I've been working on creating better sugar for event-driven systems in Perl– specifically, AnyEvent powered things. AnyEvent, and the modules it bundles, encourage a function based callback API, with at most one event listener per callback. Third party modules either follow that model, or the one presented by Object::Event, either using it directly, or implementing something that looks similar, but doesn't work the same.

What actually drove me to do this was exploring Node.js and its event API, which I find much more pleasant then any of the prior art on the CPAN.
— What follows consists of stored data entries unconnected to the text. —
//! Error types for the OpShield runtime
//!
//! Each subsystem carries its own error enum; `RuntimeError` aggregates them
//! at the crate boundary. Invariant breaches (a blacklisted tool passing an
//! allow decision, a broken ledger chain) are deliberately separated from
//! recoverable errors: they indicate a bug and abort the incident.

use thiserror::Error;

use super::{ApprovalId, IncidentId};

/// Main runtime error type
#[derive(Error, Debug)]
pub enum RuntimeError {
    #[error("Configuration error: {0}")]
    Configuration(#[from] ConfigError),

    #[error("Policy error: {0}")]
    Policy(#[from] PolicyError),

    #[error("Memory error: {0}")]
    Memory(#[from] MemoryError),

    #[error("Reasoning error: {0}")]
    Reasoning(#[from] ReasoningError),

    #[error("Approval error: {0}")]
    Approval(#[from] ApprovalError),

    #[error("Ledger error: {0}")]
    Ledger(#[from] LedgerError),

    /// A safety invariant was violated. The incident must be aborted; this is
    /// the only error class that may terminate the process with a failure
    /// exit status.
    #[error("Invariant breach: {0}")]
    InvariantBreach(String),

    #[error("Internal error: {0}")]
    Internal(String),
}

/// Configuration loading and validation errors
#[derive(Error, Debug)]
pub enum ConfigError {
    #[error("Configuration file not found: {0}")]
    FileNotFound(String),

    #[error("Failed to parse configuration: {0}")]
    ParseError(String),

    #[error("Invalid configuration: {0}")]
    Invalid(String),
}

/// Policy evaluation errors.
///
/// Note that a BLOCK/ESCALATE decision is not an error: policy evaluation
/// itself never fails on well-formed inputs. These variants cover corrupt
/// inputs and registry lookups only.
#[derive(Error, Debug)]
pub enum PolicyError {
    #[error("Unknown tool: {0}")]
    UnknownTool(String),

    #[error("Missing required input '{input}' for tool '{tool}'")]
    MissingRequiredInput { tool: String, input: String },
}

/// Memory store errors (episodic, semantic, policy, economic)
#[derive(Error, Debug)]
pub enum MemoryError {
    #[error("Incident not found: {0}")]
    IncidentNotFound(IncidentId),

    #[error("Storage I/O failed: {0}")]
    Io(#[from] std::io::Error),

    #[error("Serialization failed: {0}")]
    Serialization(#[from] serde_json::Error),

    #[error("Budget exhausted for tenant '{tenant}': {reason}")]
    BudgetExhausted { tenant: String, reason: String },
}

/// Errors from the reasoning orchestrator and model providers
#[derive(Error, Debug)]
pub enum ReasoningError {
    #[error("No model provider available for task type '{0}'")]
    NoProviderAvailable(String),

    #[error("Model call failed on provider '{provider}': {message}")]
    ProviderFailed { provider: String, message: String },

    #[error("Model call timed out on provider '{provider}' after {seconds}s")]
    Timeout { provider: String, seconds: u64 },

    #[error("Model response is not a valid action proposal: {0}")]
    UnparsableResponse(String),
}

/// Approval gate errors
#[derive(Error, Debug)]
pub enum ApprovalError {
    #[error("Approval request not found: {0}")]
    NotFound(ApprovalId),

    #[error("Approval request {0} is not pending")]
    NotPending(ApprovalId),

    #[error("Approval request {0} has expired")]
    Expired(ApprovalId),
}

/// Trust ledger errors
#[derive(Error, Debug)]
pub enum LedgerError {
    #[error("Ledger I/O failed: {0}")]
    Io(#[from] std::io::Error),

    #[error("Ledger entry is not valid JSON: {0}")]
    Malformed(#[from] serde_json::Error),

    #[error("Hash mismatch at entry {index}: chain is corrupt")]
    HashMismatch { index: usize },

    #[error("Broken previous-hash linkage at entry {index}")]
    BrokenLink { index: usize },
}

/// Result alias used throughout the runtime
pub type RuntimeResult<T> = Result<T, RuntimeError>;

#[cfg(test)]
mod tests {
    use super::*;

    #[test]
    fn policy_error_messages_name_the_tool() {
        let err = PolicyError::MissingRequiredInput {
            tool: "apply_patch".into(),
            input: "target".into(),
        };
        let msg = err.to_string();
        assert!(msg.contains("apply_patch"));
        assert!(msg.contains("target"));
    }

    #[test]
    fn invariant_breach_is_distinct_from_policy_error() {
        let err = RuntimeError::InvariantBreach("allowed a blacklisted tool".into());
        assert!(matches!(err, RuntimeError::InvariantBreach(_)));
        assert!(err.to_string().contains("Invariant breach"));
    }

    #[test]
    fn ledger_errors_carry_entry_index() {
        let err = LedgerError::HashMismatch { index: 7 };
        assert!(err.to_string().contains('7'));
    }
}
So as such, I created a module, On::Event, which is on the CPAN now in a preliminary form. I've been toying with renaming it to ONE, however, as you can see on Github. The resulting API looks like this:

It's implemented as a Mo[ou]se Role, so it can be added to a class without impacting your inheritance. It uses Mo[ou]se::Exporter to hand out Mo[ou]se's sugar along with its own:

package Example;
use MooseX::Event;

has_event 'someevent';

sub do_stuff {
    my $self = shift;
    $self->emit( someevent => "arg1", "arg2", "argn" );
}

And then use it like this:

my $obj = Example->new;
$obj->once( someevent => sub { ... } );
my $other = $obj->on( someevent => sub { ... } );
$obj->do_stuff(); # Both of the above event handlers are triggered
$obj->do_stuff(); # Only the second event handler is triggered
$obj->remove_event( someevent => $other );
$obj->do_stuff();  # No events trigger

3 Comments

Looks good and simple. Maybe the short names used for the Node.js API might clash with existing naming, maybe more expressive names easy readability.

listen_on
listen_once
emit_event (or trigger_event)

Also using this as a Moose role might be interesting to add event listening behaviour to a object (you won't be able to use the has_event keyword then)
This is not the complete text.